Saved entries:
:::
use std::any;
use std::collections::BTreeMap;
use std::fmt::{Debug, Formatter, Result as FmtResult};
use std::rc::Rc;

use tracing::{debug, error};

use crate::container::core::InjectorCore;
use crate::container::injection::Injection;
use crate::container::injector::{InjectorError, Request, Resolve, Target, TypedResolve};
use crate::container::registry::Context;
use crate::container::Managed;
use crate::key::Key;

/// Resolves objects out of a [`Context`] and owns the scoped resources it
/// acquires on the way.
///
/// An `Injector` is a cheap handle: clones share the same context and the same
/// sessions. Every `inject*` call opens a session which lasts as long as the
/// returned [`Injection`]. Sessions opened while another one is alive are
/// nested in it and start with its cached objects.
///
/// # Examples
///
/// ```rust
/// # use std::convert::Infallible;
/// # use knit::prelude::*;
/// let context = Context::init(|configurer: &mut dyn Configurer| -> Result<(), BoxError> {
///     bind::<String>("name").to_instance(String::from("world")).set_on(configurer);
///     bind::<String>("greeting")
///         .to_closure(["name"], |name: String| Ok::<_, Infallible>(format!("hello, {name}")))
///         .set_on(configurer);
///     Ok(())
/// })
/// .unwrap();
///
/// let injector = Injector::new(context);
/// let greeting: Injection<String> = injector.inject("greeting").unwrap();
/// assert_eq!(*greeting, "hello, world");
/// ```
#[derive(Clone)]
pub struct Injector {
    core: Rc<InjectorCore>,
}

impl Injector {
    pub fn new(context: Context) -> Self {
        Self::from_core(InjectorCore::new(context))
    }

    pub(super) fn from_core(core: Rc<InjectorCore>) -> Self {
        Self { core }
    }

    /// Resolves a single target.
    ///
    /// # Errors
    ///
    /// Returns an error if the target or one of its dependencies can't be
    /// resolved or constructed. Resources acquired so far are released
    /// before the error is returned.
    pub fn inject<T>(&self, target: impl Into<Target<T>>) -> Result<Injection<T>, InjectorError>
    where
        T: Managed,
    {
        let target = target.into();
        debug!("inject({})", target.key());
        self.session(|resolver| resolver.get(target))
    }

    /// Resolves every target of `request` in one session. A tuple of targets
    /// yields a tuple of values in the same order.
    ///
    /// # Errors
    ///
    /// Returns the first error met, after releasing every resource acquired
    /// in the session.
    pub fn inject_all<R>(&self, request: R) -> Result<Injection<R::Output>, InjectorError>
    where
        R: Request,
    {
        debug!("inject_all({})", any::type_name::<R::Output>());
        self.session(|resolver| request.resolve(resolver))
    }

    /// Resolves each entry, by name or by type, into a `Vec` of the same order.
    ///
    /// # Errors
    ///
    /// Returns the first error met, after releasing every resource acquired
    /// in the session.
    pub fn inject_list<T, I, E>(&self, entries: I) -> Result<Injection<Vec<T>>, InjectorError>
    where
        T: Managed,
        I: IntoIterator<Item = E>,
        E: Into<Target<T>>,
    {
        let entries: Vec<Target<T>> = entries.into_iter().map(Into::into).collect();
        debug!("inject_list({:?})", entries);
        self.session(|resolver| resolver.list(&entries))
    }

    /// Resolves each aliased entry, by name or by type, into a map keyed by the
    /// same aliases. Entries are resolved in alias order.
    ///
    /// # Errors
    ///
    /// Returns the first error met, after releasing every resource acquired
    /// in the session.
    pub fn inject_map<T, K, I, E>(
        &self,
        entries: I,
    ) -> Result<Injection<BTreeMap<K, T>>, InjectorError>
    where
        T: Managed,
        K: Ord + Debug,
        I: IntoIterator<Item = (K, E)>,
        E: Into<Target<T>>,
    {
        let entries: BTreeMap<K, Target<T>> = entries
            .into_iter()
            .map(|(alias, entry)| (alias, entry.into()))
            .collect();
        debug!("inject_map({:?})", entries);
        self.session(|resolver| entries.resolve(resolver))
    }

    /// Adds bindings to the innermost open session, or to the injector itself
    /// when no session is open. Bindings added to a session are gone once it
    /// closes.
    ///
    /// # Errors
    ///
    /// Returns [`InjectorError::AlreadyExists`] with every key of `context`
    /// which is already bound or cached. Nothing is added in that case.
    pub fn extend(&self, context: Context) -> Result<(), InjectorError> {
        self.core.extend(context)
    }

    /// Returns true if `key` is bound or cached in the innermost session.
    pub fn contains(&self, key: &Key) -> bool {
        self.core.contains(key)
    }

    /// The number of sessions currently open.
    pub fn session_depth(&self) -> usize {
        self.core.depth()
    }

    fn session<T, F>(&self, build: F) -> Result<Injection<T>, InjectorError>
    where
        F: FnOnce(&dyn Resolve) -> Result<T, InjectorError>,
    {
        let frame = self.core.open_frame();
        match build(&*self.core) {
            Ok(value) => Ok(Injection::new(value, Rc::clone(&self.core), frame)),
            Err(err) => {
                for release_err in self.core.close_frame(frame) {
                    error!("{}", release_err);
                }
                Err(err)
            }
        }
    }
}

impl Debug for Injector {
    fn fmt(&self, f: &mut Formatter<'_>) -> FmtResult {
        f.debug_struct("Injector")
            .field("session_depth", &self.session_depth())
            .finish_non_exhaustive()
    }
}
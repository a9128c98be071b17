use trybuild::TestCases;

#[test]
fn ui() {
    let testcase = TestCases::new();
    testcase.pass("tests/ui/pass/*.rs");
}
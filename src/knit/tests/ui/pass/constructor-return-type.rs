use std::convert::Infallible;
use std::fmt;
use std::rc::Rc;

use knit::prelude::*;

#[derive(Debug)]
pub struct InvalidPort(u16);

impl fmt::Display for InvalidPort {
    fn fmt(&self, f: &mut fmt::Formatter<'_>) -> fmt::Result {
        write!(f, "invalid port {}", self.0)
    }
}

impl std::error::Error for InvalidPort {}

pub trait Listener {
    fn port(&self) -> u16;
}

#[derive(Clone)]
pub struct Plain {
    pub port: u16,
}

#[component]
impl Plain {
    #[inject]
    pub fn new(#[default(80)] port: u16) -> Self {
        Self { port }
    }
}

#[derive(Clone)]
pub struct Named;

#[component]
impl Named {
    #[inject]
    pub fn new(#[named("listen_port")] _port: u16) -> Named {
        Named
    }
}

#[derive(Clone)]
pub struct Checked {
    pub port: u16,
}

#[component]
impl Checked {
    #[inject]
    pub fn new(#[named("listen_port")] #[default] port: u16) -> Result<Self, InvalidPort> {
        if port == 0 {
            Err(InvalidPort(port))
        } else {
            Ok(Self { port })
        }
    }
}

pub struct Shared {
    pub port: u16,
}

#[component(Rc<Shared>, Rc::new)]
impl Shared {
    #[inject]
    pub fn new(port: u16) -> Result<Shared, Infallible> {
        Ok(Self { port })
    }
}

pub struct Tcp {
    port: u16,
}

impl Listener for Tcp {
    fn port(&self) -> u16 {
        self.port
    }
}

fn into_listener(tcp: Tcp) -> Rc<dyn Listener> {
    Rc::new(tcp)
}

#[component(Rc<dyn Listener>, into_listener)]
impl Tcp {
    #[inject]
    pub fn bind(#[default(8080)] port: u16) -> std::result::Result<Tcp, InvalidPort> {
        Ok(Self { port })
    }
}

pub struct Unit;

#[component(Rc<Unit>, Rc::new)]
impl Unit {
    #[inject]
    pub fn new() -> core::result::Result<Self, Infallible> {
        Ok(Unit)
    }
}

fn main() {
    let _ = Target::<Plain>::component::<Plain>();
    let _ = Target::<Named>::component::<Named>();
    let _ = Target::<Checked>::component::<Checked>();
    let _ = Target::<Rc<Shared>>::component::<Shared>();
    let _ = Target::<Rc<dyn Listener>>::component::<Tcp>();
    let _ = Target::<Rc<Unit>>::component::<Unit>();
}
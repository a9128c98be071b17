use std::fmt::{Debug, Formatter, Result as FmtResult};

use crate::container::injector::{
    CallContext, ContextForwardingResolver, InjectorError, TypedResolve,
};
use crate::provider::closure::RawClosure;
use crate::provider::TypedProvider;

pub struct RawClosureProvider<T, C>
where
    T: 'static,
    C: RawClosure<Constructed = T>,
{
    closure: C,
}

impl<T, C> RawClosureProvider<T, C>
where
    T: 'static,
    C: RawClosure<Constructed = T>,
{
    pub fn new(closure: C) -> Self {
        Self { closure }
    }
}

impl<T, C> Debug for RawClosureProvider<T, C>
where
    T: 'static,
    C: RawClosure<Constructed = T>,
{
    fn fmt(&self, f: &mut Formatter<'_>) -> FmtResult {
        f.debug_struct("RawClosureProvider<T, C>")
            .finish_non_exhaustive()
    }
}

impl<T, C> TypedProvider for RawClosureProvider<T, C>
where
    T: 'static,
    C: RawClosure<Constructed = T>,
{
    type Output = T;

    fn provide<R>(
        &self,
        resolver: &R,
        context: &CallContext<'_>,
    ) -> Result<Self::Output, InjectorError>
    where
        R: TypedResolve + ?Sized,
    {
        let resolver = ContextForwardingResolver::new(resolver, context);
        match (self.closure)(&resolver) {
            Ok(Ok(obj)) => Ok(obj),
            Ok(Err(err)) => Err(InjectorError::construction(context, err)),
            Err(err) => Err(err),
        }
    }
}

#[cfg(test)]
mod tests {
    use std::convert::Infallible;

    use crate::container::injector::{MockResolve, Resolve};
    use crate::key;

    use super::*;

    #[test]
    fn raw_closure_provider_succeeds() {
        let mut resolver = MockResolve::new();
        resolver
            .expect_dyn_resolve_dependency()
            .returning(|_, _| Ok(None));

        let provider = RawClosureProvider::new(|resolver: &dyn Resolve| {
            resolver
                .param_or("retries", 3u8)
                .map(|retries| Ok::<_, Infallible>(retries * 2))
        });
        let key = key::named("budget");

        let res = provider.provide(&resolver, &CallContext::new(&key));
        assert_eq!(res.unwrap(), 6);
    }
}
:::
### Task to carry out
Make a copy of each line in the records that has the word "added".

### Result of this task
    /// when no session is open. Bindings added to a session are gone once it
    /// which is already bound or cached. Nothing is added in that case.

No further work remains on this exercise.